BEGIN

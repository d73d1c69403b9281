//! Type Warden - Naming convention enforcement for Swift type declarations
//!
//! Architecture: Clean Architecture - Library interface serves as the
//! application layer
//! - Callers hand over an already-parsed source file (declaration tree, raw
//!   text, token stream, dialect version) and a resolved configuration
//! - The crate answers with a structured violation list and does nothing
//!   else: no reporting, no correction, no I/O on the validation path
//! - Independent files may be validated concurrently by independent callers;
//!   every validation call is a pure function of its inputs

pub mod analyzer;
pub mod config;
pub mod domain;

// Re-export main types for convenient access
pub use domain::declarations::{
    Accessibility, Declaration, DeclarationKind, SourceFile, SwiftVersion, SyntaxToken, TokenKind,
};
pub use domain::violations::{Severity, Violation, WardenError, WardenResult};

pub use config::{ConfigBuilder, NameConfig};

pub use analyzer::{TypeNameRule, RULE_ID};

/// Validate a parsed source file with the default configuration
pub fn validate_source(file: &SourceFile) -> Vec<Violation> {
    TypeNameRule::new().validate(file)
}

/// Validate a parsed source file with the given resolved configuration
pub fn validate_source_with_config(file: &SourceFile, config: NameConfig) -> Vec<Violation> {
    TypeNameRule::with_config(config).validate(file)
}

END

▸ What to produce: Pull out all lines from the listing that contain the string "NameConfig".

▸ Your response:
pub use config::{ConfigBuilder, NameConfig};
pub fn validate_source_with_config(file: &SourceFile, config: NameConfig) -> Vec<Violation> {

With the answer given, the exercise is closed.